Alas, today's first reading tells of the beginning of all our troubles. Every sorrow, every grief, every act of injustice, war, infidelity, deception. Some superficial types complain that God should not have put the "tree of the knowledge of good and evil" in the primordial garden if he didn't want us to eat its fruit. But let's see what the story really tells us...
The first thing I noticed on re-reading the story last night was the serpent's odd phraseology: if you eat the fruit, "you will be like gods who know what is good and what is evil."
Evil is the privation of good. God, the true God, does not know evil! And he wanted to spare us this "knowledge," too, because you can only know a privation by suffering it. Outside of the experience of a privation, you do not really know it; you only know "about" it. So Adam and Eve already had been like God in their knowledge of good and evil.
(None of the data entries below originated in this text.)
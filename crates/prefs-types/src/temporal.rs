use std::fmt;
use std::sync::atomic::{AtomicU64, Ordering};
use std::time::{SystemTime, UNIX_EPOCH};

use chrono::{DateTime, TimeZone, Utc};
use serde::{Deserialize, Serialize};

/// Wall-clock milliseconds since the UNIX epoch.
///
/// Serialized as a bare integer, matching the `created`/`updated` columns of
/// the persisted row schema.
#[derive(Clone, Copy, PartialEq, Eq, PartialOrd, Ord, Hash, Serialize, Deserialize)]
#[serde(transparent)]
pub struct Timestamp(u64);

impl Timestamp {
    /// Create a timestamp from raw milliseconds.
    pub const fn from_millis(millis: u64) -> Self {
        Self(millis)
    }

    /// The epoch itself.
    pub const fn zero() -> Self {
        Self(0)
    }

    /// Read the wall clock. Not monotonic; use a [`Clock`] for stamping rows.
    pub fn now() -> Self {
        Self(wall_clock_ms())
    }

    /// Raw milliseconds since the epoch.
    pub const fn as_millis(&self) -> u64 {
        self.0
    }

    /// Convert to a UTC datetime. Returns `None` if the value does not fit
    /// chrono's representable range.
    pub fn to_datetime(&self) -> Option<DateTime<Utc>> {
        let millis = i64::try_from(self.0).ok()?;
        Utc.timestamp_millis_opt(millis).single()
    }

    /// Returns `true` if this timestamp is strictly after `other`.
    pub fn is_after(&self, other: &Self) -> bool {
        self > other
    }

    /// The smallest timestamp strictly after this one.
    pub const fn next(&self) -> Self {
        Self(self.0.saturating_add(1))
    }
}

impl fmt::Debug for Timestamp {
    fn fmt(&self, f: &mut fmt::Formatter<'_>) -> fmt::Result {
        write!(f, "Timestamp({}ms)", self.0)
    }
}

impl fmt::Display for Timestamp {
    fn fmt(&self, f: &mut fmt::Formatter<'_>) -> fmt::Result {
        match self.to_datetime() {
            Some(dt) => write!(f, "{}", dt.to_rfc3339()),
            None => write!(f, "{}ms", self.0),
        }
    }
}

/// Source of timestamps for stamping entries.
pub trait Clock: Send + Sync {
    /// The current time according to this clock.
    fn now(&self) -> Timestamp;
}

/// Wall clock that never repeats or goes backwards.
///
/// `now()` returns `max(wall_clock, last + 1)`, so two writes issued within
/// the same millisecond still receive distinct, ordered timestamps.
#[derive(Debug, Default)]
pub struct SystemClock {
    last_ms: AtomicU64,
}

impl SystemClock {
    pub fn new() -> Self {
        Self::default()
    }
}

impl Clock for SystemClock {
    fn now(&self) -> Timestamp {
        let wall = wall_clock_ms();
        let mut prev = self.last_ms.load(Ordering::Relaxed);
        loop {
            let next = wall.max(prev.saturating_add(1));
            match self
                .last_ms
                .compare_exchange_weak(prev, next, Ordering::AcqRel, Ordering::Relaxed)
            {
                Ok(_) => return Timestamp(next),
                Err(actual) => prev = actual,
            }
        }
    }
}

/// A clock that only moves when told to.
#[derive(Debug, Default)]
pub struct ManualClock {
    now_ms: AtomicU64,
}

impl ManualClock {
    /// Create a clock frozen at `start`.
    pub fn starting_at(start: Timestamp) -> Self {
        Self {
            now_ms: AtomicU64::new(start.as_millis()),
        }
    }

    /// Move the clock forward by `millis`.
    pub fn advance(&self, millis: u64) {
        self.now_ms.fetch_add(millis, Ordering::AcqRel);
    }

    /// Jump to an absolute time.
    pub fn set(&self, at: Timestamp) {
        self.now_ms.store(at.as_millis(), Ordering::Release);
    }
}

impl Clock for ManualClock {
    fn now(&self) -> Timestamp {
        Timestamp(self.now_ms.load(Ordering::Acquire))
    }
}

fn wall_clock_ms() -> u64 {
    SystemTime::now()
        .duration_since(UNIX_EPOCH)
        .unwrap_or_default()
        .as_millis() as u64
}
The serpent can only be speaking of false gods: "god" redefined. How is it that Eve, or Adam after her, did not stop short at the glaring disconnect and say, "This does not match our experience of God at all!" Instead, they entered into the fictional worldview--where we have remained ever since: a world of competition ("red in tooth and claw") and ladder-climbing and backstabbing, of "winners" and "losers".
In the Gospel, Jesus brings the surprising freshness of God's own view of reality; an innocent worldview where " 'yes' means 'yes,' and 'no' means 'no'." He undoes the privation suffered by the nameless deaf man. Too bad Adam and Eve had not earlier been deaf to the serpent's insinuations!